Tuesday, September 11, 2012

On the design of the STUN and TURN URI formats

The first goal of this post is to write down my reasoning for the formats I am promoting for the future STUN and TURN URIs, mostly because I keep forgetting it and have to reconstruct it from scratch each time I have this discussion with other people (and sadly also with myself), but this post can be of interest if you are confused about what TURN and STUN are, and how they can be used.

Let's start with STUN (RFC 5389): It is important to immediately separate the STUN protocol from the STUN usages. The STUN protocol covers how bits are organized on the wire and how STUN packets are sent, received and retransmitted - all details that are not terribly important for this discussion, excepted on how they contribute to the confusion. The really interesting part is the list of STUN usages, which is the list of different things that can be done with STUN. At the time this post is written there is 4 different STUN usages, which always involve a STUN client and a STUN server:
  • NAT Discovery, specified in RFC 5389, which used is to find under which IP address and port a STUN client is visible to a STUN server. If the STUN client is inside a NAT and the STUN server on the Internet, then the NAT Discovery Usage permits to find the IP address of the NAT.
  • NAT Behavior Discovery, specified in RFC 5780, which used is to find what type of NAT separate a STUN client from a STUN server. It is a bad idea to use this information for anything else than collecting debugging data, which is why this RFC is experimental and why we will not discuss it.
  • Connectivity Check, specified in RFC 5245 (aka ICE), which used is to find if a STUN server can be reached by a STUN client.
  • Keep-alive, specified in RFC 5626, which is used to a) detect if a STUN server can still be reached by a STUN client, b) detect if the NAT/Firewall IP address or port changed and c) to keep the NAT/Firewall open.

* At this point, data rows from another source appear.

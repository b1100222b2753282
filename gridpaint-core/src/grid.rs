use tracing::debug;

use crate::error::CoreError;

/// A palette index stored in a grid cell.
pub type PaletteIndex = u32;

/// Coerce a requested dimension (rows, cols, or cell size) to at least 1.
#[inline]
pub fn clamp_dimension(value: i64) -> u32 {
    value.clamp(1, u32::MAX as i64) as u32
}

/// A rectangular bitmap of palette indices.
///
/// Cells are stored row-major in a single flat buffer.  Both dimensions are
/// always at least 1, and a fresh grid is filled with index 0 (the
/// background entry of every palette).
#[derive(Debug, Clone, PartialEq, Eq)]
pub struct Grid {
    rows: u32,
    cols: u32,
    data: Vec<PaletteIndex>,
}

impl Grid {
    /// Create a `rows × cols` grid of zeros.  Zero dimensions are raised to 1.
    pub fn new(rows: u32, cols: u32) -> Self {
        let rows = rows.max(1);
        let cols = cols.max(1);
        Self {
            rows,
            cols,
            data: vec![0; rows as usize * cols as usize],
        }
    }

    /// Build a grid from nested rows, rejecting empty or ragged input.
    pub fn from_rows(rows: Vec<Vec<PaletteIndex>>) -> crate::Result<Self> {
        let row_count = rows.len();
        if row_count == 0 {
            return Err(CoreError::malformed("grid has no rows"));
        }
        let cols = rows[0].len();
        if cols == 0 {
            return Err(CoreError::malformed("grid rows are empty"));
        }
        if let Some((i, row)) = rows.iter().enumerate().find(|(_, r)| r.len() != cols) {
            return Err(CoreError::malformed(format!(
                "row {i} has {} cells, expected {cols}",
                row.len()
            )));
        }
        if row_count > u32::MAX as usize || cols > u32::MAX as usize {
            return Err(CoreError::malformed("grid dimensions too large"));
        }
        Ok(Self {
            rows: row_count as u32,
            cols: cols as u32,
            data: rows.into_iter().flatten().collect(),
        })
    }

    /// Copy the grid out as nested rows.
    pub fn to_rows(&self) -> Vec<Vec<PaletteIndex>> {
        self.data
            .chunks_exact(self.cols as usize)
            .map(<[PaletteIndex]>::to_vec)
            .collect()
    }

    #[inline]
    pub fn rows(&self) -> u32 {
        self.rows
    }

    #[inline]
    pub fn cols(&self) -> u32 {
        self.cols
    }

    #[inline]
    pub fn contains(&self, row: u32, col: u32) -> bool {
        row < self.rows && col < self.cols
    }

    #[inline]
    fn offset(&self, row: u32, col: u32) -> usize {
        row as usize * self.cols as usize + col as usize
    }

    /// Value at `(row, col)`, or `None` outside the grid.
    #[inline]
    pub fn get(&self, row: u32, col: u32) -> Option<PaletteIndex> {
        if self.contains(row, col) {
            Some(self.data[self.offset(row, col)])
        } else {
            None
        }
    }

    /// Set a cell, returning whether its value actually changed.
    ///
    /// Writing the value a cell already holds is a no-op, so callers can use
    /// the return value to decide whether a redraw is needed.  Coordinates
    /// outside the grid are ignored.
    pub fn set(&mut self, row: u32, col: u32, value: PaletteIndex) -> bool {
        if !self.contains(row, col) {
            return false;
        }
        let idx = self.offset(row, col);
        if self.data[idx] == value {
            return false;
        }
        self.data[idx] = value;
        true
    }

    /// Return a new grid of the requested size with the old contents
    /// anchored at the top-left corner.
    ///
    /// Cells that exist in both bounds keep their value; newly exposed cells
    /// are 0.  Zero dimensions are raised to 1.
    pub fn resized(&self, new_rows: u32, new_cols: u32) -> Self {
        let mut out = Self::new(new_rows, new_cols);
        let keep_rows = self.rows.min(out.rows) as usize;
        let keep_cols = self.cols.min(out.cols) as usize;
        for r in 0..keep_rows {
            let src = r * self.cols as usize;
            let dst = r * out.cols as usize;
            out.data[dst..dst + keep_cols].copy_from_slice(&self.data[src..src + keep_cols]);
        }
        debug!(
            "Resized grid {}x{} -> {}x{}",
            self.rows, self.cols, out.rows, out.cols
        );
        out
    }

    /// Reset every cell to index 0.  Returns whether anything changed.
    pub fn clear(&mut self) -> bool {
        let dirty = self.data.iter().any(|&v| v != 0);
        if dirty {
            self.data.fill(0);
        }
        dirty
    }

    /// Number of cells holding `value`.
    pub fn count_of(&self, value: PaletteIndex) -> usize {
        self.data.iter().filter(|&&v| v == value).count()
    }

    /// Flat row-major view of the cells.
    pub fn cells(&self) -> &[PaletteIndex] {
        &self.data
    }

    pub(crate) fn cells_mut(&mut self) -> &mut [PaletteIndex] {
        &mut self.data
    }

    /// Iterate over rows as slices.
    pub fn iter_rows(&self) -> impl Iterator<Item = &[PaletteIndex]> {
        self.data.chunks_exact(self.cols as usize)
    }
}

impl Default for Grid {
    fn default() -> Self {
        Self::new(16, 16)
    }
}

STUN is defined to be used over UDP, TCP or TLS. STUN cannot yet be used over DTLS (i.e. TLS over UDP), or any more recent transports like SCTP or DCCP. One fundamental point to understand for this discussion is that the choice of the transport used by STUN is dependent only on the application needing it. If for instance the NAT Discovery Usage is used with RTP, only STUN over UDP can be of use to this application. STUN over TCP cannot help at all, so the choice of the transport is not left to the user of the application or to the administrators of the STUN server - it is purely a consequence of what the application is trying to achieve.

TURN (RFC 5766) is an application layer tunneling protocol. Although TURN have absolutely nothing to do with any of the Usages described above, it shares the same protocol than STUN - same bits on the wire, same way the packets are sent, received and retransmitted. This is the first reason of the confusion between STUN and TURN, the second being that, to save a round-trip, the TURN allocate transaction returns the exact same information that the STUN NAT Discovery Usage returns. In spite of this similarities with STUN, the job of the TURN protocol is completely different, as it is to carry application data between the TURN client and the TURN peer, through the TURN server. These application data can be anything, e.g. RTP packets. They can even be STUN packets, in which case the TURN client can also be a STUN client and the TURN peer (not the TURN server) can also be a STUN server.

Like for STUN, TURN is defined to be used over UDP, TCP or TLS between the TURN client and the TURN server. But this is the transport used for the tunnel itself, and the transport used inside the tunnel (i.e. for our RTP or STUN packets) can be different. RFC 5766 defines only UDP as TURN allocation (this is how the inside transport is called in the specification), but RFC 6062 extends TURN by adding the support of TCP allocations, although with the limitation that a TCP allocation cannot be used over a UDP transport (i.e. a UDP tunnel cannot carry TCP inside).

The very important point here is that the application does not care which transport is used for the TURN tunnel - it can be any tunnel transport that can carry the inside transport that the application need to use with the peer. So if the application needs UDP to send STUN or RTP to the peer, it does not matter if the tunnel transport is UDP, TCP or TLS.

On the other hand, what tunnel transport is available can matter for the provider of the TURN server. At the difference of STUN servers, TURN servers use reel resources (ports, bandwidth, CPU), so the administrators of these TURN servers may want to be able to balance the load, fail-over servers, etc... One of the other things that an administrator may want to manage is the priority between the different tunnel transports that a TURN client can use, and this is exactly what RFC 5928 provides.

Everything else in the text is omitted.